Problem to work on: Below are the records. Transcribe them exactly.

Records for processing:
——————

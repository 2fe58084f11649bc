// crates/pulse-terminal/src/components/trade_dialog.rs

use ratatui::{
    layout::{Alignment, Constraint, Direction, Layout, Rect},
    style::{Color, Modifier, Style},
    text::Line,
    widgets::{Block, Borders, Clear, List, ListItem, Paragraph, Wrap},
    Frame,
};

use crate::app::{App, NO_PRESETS};
use crate::ui::format_price;

pub fn draw_trade_dialog(f: &mut Frame, area: Rect, app: &App) {
    let Some(dialog) = app.trade_dialog.as_ref() else {
        return;
    };

    f.render_widget(Clear, area);

    let block = Block::default()
        .title(format!(" Select Trade Preset - {} @ {} ", dialog.stock.symbol, format_price(dialog.stock.last_price)))
        .borders(Borders::ALL)
        .border_style(Style::default().fg(Color::Cyan));
    let inner = block.inner(area);
    f.render_widget(block, area);

    let chunks = Layout::default()
        .direction(Direction::Vertical)
        .constraints([
            Constraint::Min(3),     // Presets
            Constraint::Length(3),  // Status
            Constraint::Length(1),  // Actions
        ])
        .split(inner);

    let presets = app.interpreter.presets();
    if presets.is_empty() {
        let info = Paragraph::new(NO_PRESETS)
            .style(Style::default().fg(Color::Blue))
            .wrap(Wrap { trim: true });
        f.render_widget(info, chunks[0]);
    } else {
        let items: Vec<ListItem> = presets.iter().enumerate().map(|(i, (id, preset))| {
            let text = format!(
                "{} - {} - Qty: {} @ ${}",
                id,
                preset.action,
                preset.quantity,
                preset.price.normalize()
            );
            let style = if dialog.selected == Some(i) {
                Style::default().bg(Color::DarkGray).add_modifier(Modifier::BOLD)
            } else {
                Style::default()
            };
            ListItem::new(text).style(style)
        }).collect();

        let list = List::new(items)
            .block(Block::default().title("Select Preset").borders(Borders::BOTTOM));
        f.render_widget(list, chunks[0]);
    }

    if let Some(status) = dialog.status.as_deref() {
        let color = if dialog.status_is_success() { Color::Green } else { Color::Red };
        let status_widget = Paragraph::new(status)
            .style(Style::default().fg(color))
            .wrap(Wrap { trim: true });
        f.render_widget(status_widget, chunks[1]);
    }

    let actions = if dialog.is_loading() {
        Line::from("Placing order...")
    } else {
        Line::from("[↑/↓] Select | [Enter] Execute Order | [Esc] Cancel")
    };
    let actions_widget = Paragraph::new(actions)
        .style(Style::default().fg(Color::Gray))
        .alignment(Alignment::Center);
    f.render_widget(actions_widget, chunks[2]);
}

——————

Answer section:
repository 2fe58084f11649bc
// crates/pulse-terminal/src/components/trade_dialog.rs

use ratatui::{
    layout::{Alignment, Constraint, Direction, Layout, Rect},
    style::{Color, Modifier, Style},
    text::Line,
    widgets::{Block, Borders, Clear, List, ListItem, Paragraph, Wrap},
    Frame,
};

use crate::app::{App, NO_PRESETS};
use crate::ui::format_price;

pub fn draw_trade_dialog(f: &mut Frame, area: Rect, app: &App) {
    let Some(dialog) = app.trade_dialog.as_ref() else {
        return;
    };

    f.render_widget(Clear, area);

    let block = Block::default()
        .title(format!(" Select Trade Preset - {} @ {} ", dialog.stock.symbol, format_price(dialog.stock.last_price)))
        .borders(Borders::ALL)
        .border_style(Style::default().fg(Color::Cyan));
    let inner = block.inner(area);
    f.render_widget(block, area);

    let chunks = Layout::default()
        .direction(Direction::Vertical)
        .constraints([
            Constraint::Min(3),     // Presets
            Constraint::Length(3),  // Status
            Constraint::Length(1),  // Actions
        ])
        .split(inner);

    let presets = app.interpreter.presets();
    if presets.is_empty() {
        let info = Paragraph::new(NO_PRESETS)
            .style(Style::default().fg(Color::Blue))
            .wrap(Wrap { trim: true });
        f.render_widget(info, chunks[0]);
    } else {
        let items: Vec<ListItem> = presets.iter().enumerate().map(|(i, (id, preset))| {
            let text = format!(
                "{} - {} - Qty: {} @ ${}",
                id,
                preset.action,
                preset.quantity,
                preset.price.normalize()
            );
            let style = if dialog.selected == Some(i) {
                Style::default().bg(Color::DarkGray).add_modifier(Modifier::BOLD)
            } else {
                Style::default()
            };
            ListItem::new(text).style(style)
        }).collect();

        let list = List::new(items)
            .block(Block::default().title("Select Preset").borders(Borders::BOTTOM));
        f.render_widget(list, chunks[0]);
    }

    if let Some(status) = dialog.status.as_deref() {
        let color = if dialog.status_is_success() { Color::Green } else { Color::Red };
        let status_widget = Paragraph::new(status)
            .style(Style::default().fg(color))
            .wrap(Wrap { trim: true });
        f.render_widget(status_widget, chunks[1]);
    }

    let actions = if dialog.is_loading() {
        Line::from("Placing order...")
    } else {
        Line::from("[↑/↓] Select | [Enter] Execute Order | [Esc] Cancel")
    };
    let actions_widget = Paragraph::new(actions)
        .style(Style::default().fg(Color::Gray))
        .alignment(Alignment::Center);
    f.render_widget(actions_widget, chunks[2]);
}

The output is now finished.